* **What is expected**: Only one stretch of the records below is wanted: the lines from the one holding "impl<T: ?Sized> Resolution<T>" through the one holding "#[derive(Debug, Clone, PartialEq, Eq, Serialize)]". Return it exactly, both ends included.

* **Data for processing**:
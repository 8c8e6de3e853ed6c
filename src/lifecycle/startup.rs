//! Startup orchestration.
//!
//! # Responsibilities
//! - Configure logging from the forwarded logging flags
//! - Resolve broker, registry, selector and transport by kind identifier
//! - Build the server and client from what resolved
//! - Publish the result as the process-wide defaults
//!
//! # Order
//! ```text
//! logging → broker → registry → selector(registry) → transport
//!         → metadata → server → client → publish
//! ```
//!
//! # Design Decisions
//! - Each stage hands its typed result forward; the selector receives the
//!   registry from the registry stage, not from the global slot
//! - An unknown kind leaves the prior default in place and is recorded in
//!   the report; strict mode turns it into an error
//! - Server and client are always built

use std::collections::HashMap;
use std::sync::Arc;

use serde::Serialize;

use crate::components::{
    Broker, Client, ClientOptions, Component, Registry, Selector, Server, ServerOptions, Transport,
};
use crate::config::{Flags, Options};
use crate::defaults::{self, Defaults};
use crate::error::BootstrapError;
use crate::observability::LogConfig;

/// Outcome of looking up one kind identifier.
#[derive(Debug)]
pub enum Resolution<T: ?Sized> {
    Resolved { kind: String, instance: Arc<T> },
    Unresolved { kind: String },
}

impl<T: ?Sized> Resolution<T> {
    pub fn kind(&self) -> &str {
        match self {
            Resolution::Resolved { kind, .. } | Resolution::Unresolved { kind } => kind,
        }
    }

    pub fn instance(&self) -> Option<&Arc<T>> {
        match self {
            Resolution::Resolved { instance, .. } => Some(instance),
            Resolution::Unresolved { .. } => None,
        }
    }

    pub fn is_resolved(&self) -> bool {
        matches!(self, Resolution::Resolved { .. })
    }
}

impl<T: ?Sized> Clone for Resolution<T> {
    fn clone(&self) -> Self {
        match self {
            Resolution::Resolved { kind, instance } => Resolution::Resolved {
                kind: kind.clone(),
                instance: instance.clone(),
            },
            Resolution::Unresolved { kind } => Resolution::Unresolved { kind: kind.clone() },
        }
    }
}

/// What happened to one kind-selected component.
#[derive(Debug, Clone, PartialEq, Eq, Serialize)]
pub struct KindOutcome {
    pub component: Component,
    pub kind: String,
    pub resolved: bool,
}

/// Per-component outcomes, in resolution order.
#[derive(Debug, Clone, Default, PartialEq, Eq, Serialize)]
pub struct BootstrapReport {
    pub outcomes: Vec<KindOutcome>,
    pub metadata: HashMap<String, String>,
}

impl BootstrapReport {
    pub fn outcome(&self, component: Component) -> Option<&KindOutcome> {
        self.outcomes.iter().find(|o| o.component == component)
    }

    /// Components whose kind identifier matched no factory.
    pub fn unresolved(&self) -> impl Iterator<Item = &KindOutcome> {
        self.outcomes.iter().filter(|o| !o.resolved)
    }

    fn record<T: ?Sized>(&mut self, component: Component, resolution: &Resolution<T>) {
        self.outcomes.push(KindOutcome {
            component,
            kind: resolution.kind().to_string(),
            resolved: resolution.is_resolved(),
        });
    }
}

/// Result of a bootstrap run.
#[derive(Debug, Clone)]
pub struct Bootstrapped {
    pub defaults: Arc<Defaults>,
    pub report: BootstrapReport,
}

/// Look `kind` up in `table` and build it with `build` when present.
fn resolve_kind<F: ?Sized, T: ?Sized>(
    component: Component,
    table: &HashMap<String, Arc<F>>,
    kind: &str,
    strict: bool,
    build: impl FnOnce(&F) -> Arc<T>,
) -> Result<Resolution<T>, BootstrapError> {
    if let Some(factory) = table.get(kind) {
        tracing::debug!(component = %component, kind = %kind, "Resolved component kind");
        return Ok(Resolution::Resolved {
            kind: kind.to_string(),
            instance: build(factory),
        });
    }

    let mut registered: Vec<String> = table.keys().cloned().collect();
    registered.sort_unstable();
    if strict {
        return Err(BootstrapError::UnknownKind {
            component,
            kind: kind.to_string(),
            registered,
        });
    }
    tracing::warn!(component = %component, kind = %kind, registered = ?registered, "No factory for kind; keeping previous default");
    Ok(Resolution::Unresolved {
        kind: kind.to_string(),
    })
}

/// Resolve and construct every component without touching global state.
///
/// Slots whose kind does not resolve keep the value from `prior`.
pub fn resolve(
    options: &Options,
    flags: &Flags,
    prior: &Defaults,
) -> Result<Bootstrapped, BootstrapError> {
    let strict = options.strict_kinds;
    let mut report = BootstrapReport::default();

    let broker: Resolution<dyn Broker> =
        resolve_kind(Component::Broker, &options.brokers, &flags.broker, strict, |f| {
            f(flags.broker_addresses())
        })?;
    report.record(Component::Broker, &broker);

    let registry: Resolution<dyn Registry> =
        resolve_kind(Component::Registry, &options.registries, &flags.registry, strict, |f| {
            f(flags.registry_addresses())
        })?;
    report.record(Component::Registry, &registry);
    let registry_in_effect = registry.instance().cloned().or_else(|| prior.registry.clone());

    let selector: Resolution<dyn Selector> =
        resolve_kind(Component::Selector, &options.selectors, &flags.selector, strict, |f| {
            f(registry_in_effect.clone())
        })?;
    report.record(Component::Selector, &selector);

    let transport: Resolution<dyn Transport> =
        resolve_kind(Component::Transport, &options.transports, &flags.transport, strict, |f| {
            f(flags.transport_addresses())
        })?;
    report.record(Component::Transport, &transport);

    let broker = broker.instance().cloned().or_else(|| prior.broker.clone());
    let selector = selector.instance().cloned().or_else(|| prior.selector.clone());
    let transport = transport.instance().cloned().or_else(|| prior.transport.clone());

    let metadata = flags.metadata();
    report.metadata = metadata.clone();

    let server = Server::new(
        ServerOptions::default()
            .name(flags.server_name.as_str())
            .version(flags.server_version.as_str())
            .id(flags.server_id.as_str())
            .address(flags.server_address.as_str())
            .advertise(flags.server_advertise.as_str())
            .metadata(metadata)
            .broker(broker.clone())
            .registry(registry_in_effect.clone())
            .transport(transport.clone()),
    );
    tracing::info!(
        name = %server.options().name,
        id = %server.options().id,
        address = %server.options().address,
        "Server configured"
    );

    let client = Client::new(ClientOptions {
        broker: broker.clone(),
        selector: selector.clone(),
        transport: transport.clone(),
    });

    Ok(Bootstrapped {
        defaults: Arc::new(Defaults {
            broker,
            registry: registry_in_effect,
            selector,
            transport,
            server: Some(Arc::new(server)),
            client: Some(Arc::new(client)),
        }),
        report,
    })
}

/// The pre-run hook: configure logging, resolve, then publish.
pub fn bootstrap(
    options: &Options,
    flags: &Flags,
    program: &str,
) -> Result<Bootstrapped, BootstrapError> {
    LogConfig::from_flags(&flags.log).install(program);

    let prior = defaults::current();
    let resolved = resolve(options, flags, &prior)?;
    let published = defaults::publish(Defaults::clone(&resolved.defaults));

    let unresolved = resolved.report.unresolved().count();
    tracing::info!(unresolved, "Bootstrap complete");
    Ok(Bootstrapped {
        defaults: published,
        report: resolved.report,
    })
}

* **The answer**:
impl<T: ?Sized> Resolution<T> {
    pub fn kind(&self) -> &str {
        match self {
            Resolution::Resolved { kind, .. } | Resolution::Unresolved { kind } => kind,
        }
    }

    pub fn instance(&self) -> Option<&Arc<T>> {
        match self {
            Resolution::Resolved { instance, .. } => Some(instance),
            Resolution::Unresolved { .. } => None,
        }
    }

    pub fn is_resolved(&self) -> bool {
        matches!(self, Resolution::Resolved { .. })
    }
}

impl<T: ?Sized> Clone for Resolution<T> {
    fn clone(&self) -> Self {
        match self {
            Resolution::Resolved { kind, instance } => Resolution::Resolved {
                kind: kind.clone(),
                instance: instance.clone(),
            },
            Resolution::Unresolved { kind } => Resolution::Unresolved { kind: kind.clone() },
        }
    }
}

/// What happened to one kind-selected component.
#[derive(Debug, Clone, PartialEq, Eq, Serialize)]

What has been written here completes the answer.